Jeszcze jeden przepis na zupę gulaszową...juz trzy osoby, które jadły, powiedziały, że powinnam restaurację załozyć, zamiast zajmować się "nauką"...nawet jeżeli miałabym tylko ową zupę serwować
Na wieelki gar:
ok. 1-1,5 kg mięsa (tak pół na pół mięso wołowe i pierś z indyka)

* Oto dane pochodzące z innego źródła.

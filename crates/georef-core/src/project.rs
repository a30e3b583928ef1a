//! Coordinate projector: client → screen → world and back.
//!
//! Screen space is the canvas backing store (device pixels, after the
//! CSS-to-backing-store ratio is applied). World space is screen space with
//! the navigation pan offset removed and the zoom scale divided out.
//!
//! Every function here is pure and total. A zero or non-finite scale is
//! treated as identity so nothing downstream ever sees NaN or infinity.

use crate::model::{Point, Vec2};
use smallvec::SmallVec;

/// Geometry of the canvas element as the browser reports it.
#[derive(Debug, Clone, Copy, PartialEq)]
pub struct CanvasGeometry {
    /// Bounding-rect origin in client coordinates.
    pub left: f64,
    pub top: f64,
    /// CSS box size.
    pub css_width: f64,
    pub css_height: f64,
    /// Backing-store size (`canvas.width` / `canvas.height`).
    pub pixel_width: f64,
    pub pixel_height: f64,
}

impl Default for CanvasGeometry {
    fn default() -> Self {
        Self::new(0.0, 0.0, 1.0)
    }
}

impl CanvasGeometry {
    /// A canvas at the client origin with a backing store of `css * dpr`.
    pub fn new(css_width: f64, css_height: f64, dpr: f64) -> Self {
        Self {
            left: 0.0,
            top: 0.0,
            css_width,
            css_height,
            pixel_width: css_width * dpr,
            pixel_height: css_height * dpr,
        }
    }

    pub fn with_origin(mut self, left: f64, top: f64) -> Self {
        self.left = left;
        self.top = top;
        self
    }

    /// Backing-store pixels per CSS pixel, per axis. An unsized canvas maps 1:1.
    pub fn pixel_ratio(&self) -> Vec2 {
        let ratio = |pixels: f64, css: f64| {
            let r = pixels / css;
            if r.is_finite() && r > 0.0 { r } else { 1.0 }
        };
        Vec2::new(
            ratio(self.pixel_width, self.css_width),
            ratio(self.pixel_height, self.css_height),
        )
    }
}

/// Client coordinates carried by a pointer event.
///
/// Mouse events carry one position; touch events carry a list and the first
/// touch is the active pointer.
#[derive(Debug, Clone, PartialEq)]
pub enum PointerCoords {
    Mouse { client: Point },
    Touch { touches: SmallVec<[Point; 2]> },
}

impl PointerCoords {
    pub fn mouse(client_x: f64, client_y: f64) -> Self {
        Self::Mouse {
            client: Point::new(client_x, client_y),
        }
    }

    pub fn touch(touches: impl IntoIterator<Item = Point>) -> Self {
        Self::Touch {
            touches: touches.into_iter().collect(),
        }
    }

    /// The active pointer position, if the event carries one.
    pub fn client_point(&self) -> Option<Point> {
        match self {
            Self::Mouse { client } => Some(*client),
            Self::Touch { touches } => touches.first().copied(),
        }
    }
}

fn effective_scale(scale: f64) -> f64 {
    if scale.is_finite() && scale != 0.0 {
        scale
    } else {
        1.0
    }
}

/// Client coordinates → canvas backing-store pixels.
///
/// A touch event with an empty touch list maps to the canvas origin.
pub fn event_to_screen_point(event: &PointerCoords, canvas: &CanvasGeometry) -> Point {
    let client = event
        .client_point()
        .unwrap_or(Point::new(canvas.left, canvas.top));
    let ratio = canvas.pixel_ratio();
    Point::new(
        (client.x - canvas.left) * ratio.x,
        (client.y - canvas.top) * ratio.y,
    )
}

/// `(screen - offset) / scale`, per axis.
pub fn screen_to_world(screen: Point, offset: Vec2, scale: f64) -> Point {
    let s = effective_scale(scale);
    Point::new((screen.x - offset.x) / s, (screen.y - offset.y) / s)
}

/// `world * scale + offset`, per axis.
pub fn world_to_screen(world: Point, offset: Vec2, scale: f64) -> Point {
    let s = effective_scale(scale);
    Point::new(world.x * s + offset.x, world.y * s + offset.y)
}

pub fn event_to_world(
    event: &PointerCoords,
    canvas: &CanvasGeometry,
    offset: Vec2,
    scale: f64,
) -> Point {
    screen_to_world(event_to_screen_point(event, canvas), offset, scale)
}

/// Convert a screen-space length (e.g. a hit radius) into world units.
pub fn screen_distance_to_world(distance: f64, scale: f64) -> f64 {
    distance / effective_scale(scale).abs()
}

dwa selery (średnie lub jeden duży)
kilka (3-5) pietruszek
kilka marchewek (5-7)
papryka (4 czerwone i 1 zielona, lub więcej)
2-3 pory
3 cebule
kilka ziemniaków (5-8 sporych)
czosnek (zazwyczaj prawie główka)
przyprawy (mnóstwo różnych)
Mięso pokroić jak na gulasz, obsmażyć i udusić (tak jak w przypadku gulaszu, znaczy u mnie z cebulą i dodanym później czosnkiem i kilkoma marchewkami w większych kawałkach oraz przyprawami), pod koniec duszenia dodaję pokrojoną na paski paprykę i duszę póki papryka nie jest miękka. Jak się udusi, to dobrze jest doprawić a nawet zagęścić sos. Następnie zawartość dołozyć do, juz ugotowanych w wielkim garze, warzyw.
W międzyczasie: warzywa pokroić w kostkę i ugotowac jak na zupę (znaczy wolno) w duzym garze....jak już są "zupowe" dokładamy mięso z papryką, ew. dolewamy wody. Jakiś czas się to gotuje (max pół godziny, ale ma "mrugać"), a w miedzyczasie doprawiamy sosem pomidorowym, ostrą papryką (chyba, że dodana została wcześniej ostra świeża, ale z tym ostrożnie, żeby nie przesadzić), pieprzem ziołowym, przyprawami róznymi ( u mnie obowiązkowo liście laurowe i ziele angielskie, ale to kiedy jeszcze chwilę się gotuje, poza tym pieprz, pieprz ziołowy, bazylia, tymianek, duuużo majeranku, papryka w proszku słodka i ostra, czasem we wcześniejszych etapach gotowe mieszanki do gulaszu lub potraw węgierskich).
Jak się wszystko w garze przegryzie, trochę zagęszczam wodą z mąką; zupa i tak jest gęsta, bo zawartośc spora, ale chodzi o to żeby frakcja płynna była mniej płynna.
Potem dorawiam dalej...paprykaw proszku jeżeli trzeba, pieprz, trochę soli (jak się schłodzi i powtórnie odgrzewa, to zwykle się trochę "odsala"), zioła, natka pietruszki.
Ps. 1 niestety pracochłonne
Ps 2 czasem do duszenia mięsa dodaję czerwone wytrawne wino.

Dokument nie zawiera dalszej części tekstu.